Giddy -I had the same problems as you three years ago. We moved into Kent from London to a large village. I had a newborn and an 18 month old.
I was alone all day, didn't drive and had no family or friends in the area.
I did join the mother and toddler group but it was only once a week and there was nothing else to do in the whole area. Not driving made it more isolating and I confess I hated it.
My way of trying to find support and a community atmosphere was to join the local church. I don't know if you're religious and although I am, I originally went in order to get my son christened as a way of breaking the ice so to speak. Everyone loves babies so I used my son as a focal point and took it from there.
Eventually, we moved back to London. I realise you are not in a position to move, but would definately recommend joining a local church for community support and a friendly face, if not the religious aspect.
Most churches do try to be inclusive of everyone and you might feel less out of place and accepted. You really don't have to have a strong faith to go to church! I go as much for the social side of things as I do for my beliefs. I'm sure people would welcome you, no matter how little faith you have.
They do coffee mornings, charity work and fund raising events which also gets you involved with something else apart from your baby until you return to work. I know it all sounds rather twee, but that support certainly helped me through.
You will probably find people of all ages and backgrounds at church who are more likely to be sympathetic to your situation. I found some older mothers in their fifties and sixties who've gave me a shoulder to cry on and advice when I needed it far more helpful than any mother and toddler group.
I have made some good friends at my church here in Bromley and there are always other children for my 3 to play with, at Sunday School, events etc.
I would keep going to your playgroup if only for your son's sake so that he has some interaction with other children.
As for some of the comments I've read on here about you being a snob- well, I don't agree. My understanding of a snob is someone who has money but looks down on those who do not.
Respecting others treating all you meet with same polite approach is a mark of good values and upbringing. Just because you do not have anything in common with these other women does NOT automatically make you a snob. It only becomes snobbery if you consider them beneath you which is not at all what your post suggests.
I don't have anything in in common with my neighbour who is a childminder, but she's a nice girl, I respect her and always say hello. Just because she doesn't read Jane Austen and I do, does that make me snob or do I think any less of her as a person? NO!

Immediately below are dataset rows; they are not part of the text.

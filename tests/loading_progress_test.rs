use pagoda_garden::{
    app::AppEvent,
    resources::{
        loading::{Finished, LoadingManager, ProgressBar},
        resolve_relative,
    },
    world::{ModelKind, TextureSlot},
};

fn started_manager() -> LoadingManager {
    let mut manager = LoadingManager::new();
    for slot in TextureSlot::ALL {
        manager.item_start(slot.url());
    }
    manager
}

#[test]
fn should_start_with_an_empty_visible_bar() {
    let bar = ProgressBar::new();
    assert_eq!(bar.scale_x(), 0.0);
    assert!(bar.visible());
    assert_eq!(bar.css_transform(), "scaleX(0)");
}

#[test]
fn should_scale_bar_by_loaded_fraction_at_every_event() {
    let mut manager = started_manager();
    let mut bar = ProgressBar::new();

    for (done, slot) in TextureSlot::ALL.iter().enumerate() {
        let progress = manager.item_end(slot.url());
        bar.on_progress(&progress);
        assert_eq!(progress.items_loaded, done + 1);
        assert_eq!(progress.items_total, 4);
        assert_eq!(bar.scale_x(), progress.items_loaded as f32 / progress.items_total as f32);
    }
    assert_eq!(bar.scale_x(), 1.0);
    assert!(!bar.visible());
    assert!(manager.is_complete());
}

#[test]
fn should_stay_visible_until_the_last_texture() {
    let mut manager = started_manager();
    let mut bar = ProgressBar::new();
    for slot in &TextureSlot::ALL[..3] {
        bar.on_progress(&manager.item_end(slot.url()));
    }
    assert!(bar.visible());
    assert_eq!(bar.css_transform(), "scaleX(0.75)");
}

#[test]
fn should_count_failed_loads_as_finished() {
    let mut manager = started_manager();
    let mut bar = ProgressBar::new();
    let error = anyhow::anyhow!("404");

    bar.on_progress(&manager.item_end(TextureSlot::Grass.url()));
    bar.on_progress(&manager.item_error(TextureSlot::Center.url(), &error));
    bar.on_progress(&manager.item_end(TextureSlot::BaseNormal.url()));
    bar.on_progress(&manager.item_error(TextureSlot::MidNormal.url(), &error));

    assert_eq!(manager.failed(), ["textures/center.jpg", "textures/NormalMap2.png"]);
    assert_eq!(bar.scale_x(), 1.0);
    assert!(!bar.visible());
}

#[test]
fn should_never_report_more_loaded_than_started() {
    let mut manager = LoadingManager::new();
    manager.item_start("a.png");
    manager.item_end("a.png");
    let progress = manager.item_end("a.png");
    assert_eq!(progress.items_loaded, 1);
    assert_eq!(progress.ratio(), 1.0);
}

#[test]
fn should_resolve_material_paths_next_to_the_model() {
    assert_eq!(resolve_relative("models/fruit-tree.obj", "fruit-tree.mtl"), "models/fruit-tree.mtl");
    assert_eq!(resolve_relative("models/fruit-tree.obj", "maps\\bark.png"), "models/maps/bark.png");
    assert_eq!(resolve_relative("tree.obj", "tree.mtl"), "tree.mtl");
    assert_eq!(resolve_relative("models/tree.obj", "/textures/leaf.png"), "textures/leaf.png");
}

#[test]
fn should_leave_progress_untouched_by_model_and_skybox_events() {
    let mut manager = started_manager();
    let mut bar = ProgressBar::new();
    let events = [
        AppEvent::Skybox(Err(anyhow::anyhow!("missing face"))),
        AppEvent::Model {
            kind: ModelKind::Balloon,
            result: Err(anyhow::anyhow!("404")),
        },
        AppEvent::Model {
            kind: ModelKind::Tree,
            result: Err(anyhow::anyhow!("404")),
        },
    ];
    for event in &events {
        assert!(manager.finish(&mut bar, event.finished()).is_none(), "{event:?}");
    }
    assert_eq!(manager.items_loaded(), 0);
    assert_eq!(manager.items_total(), 4);
    assert!(manager.failed().is_empty());
    assert_eq!(bar, ProgressBar::new());
}

#[test]
fn should_advance_progress_for_failed_texture_events() {
    let mut manager = started_manager();
    let mut bar = ProgressBar::new();
    let event = AppEvent::Texture {
        slot: TextureSlot::Grass,
        result: Err(anyhow::anyhow!("decode failed")),
    };

    let progress = manager.finish(&mut bar, event.finished());
    assert_eq!(progress.map(|p| p.items_loaded), Some(1));
    assert_eq!(manager.failed(), [TextureSlot::Grass.url()]);
    assert_eq!(bar.css_transform(), "scaleX(0.25)");

    manager.finish(&mut bar, Finished::Loaded(TextureSlot::Center.url()));
    assert_eq!(bar.scale_x(), 0.5);
    assert!(bar.visible());
}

You simply have had a different upbringing with your own tastes and interests. Village life can be very insular and hard to adjust to, so take heart.
I would advise you to try and pursue your own interests while remaining on good terms with the girls at playgroup as you say they are nice. Just talk about babies, have a cup of tea and leave it at that.
Join a book club, check the local library/newspaper for adverts and events which interest you, surf the internet for local groups, etc. If there is an adult education college near you, what about a short course on a Saturday or weekday evening? Try History of Art, Cookery etc.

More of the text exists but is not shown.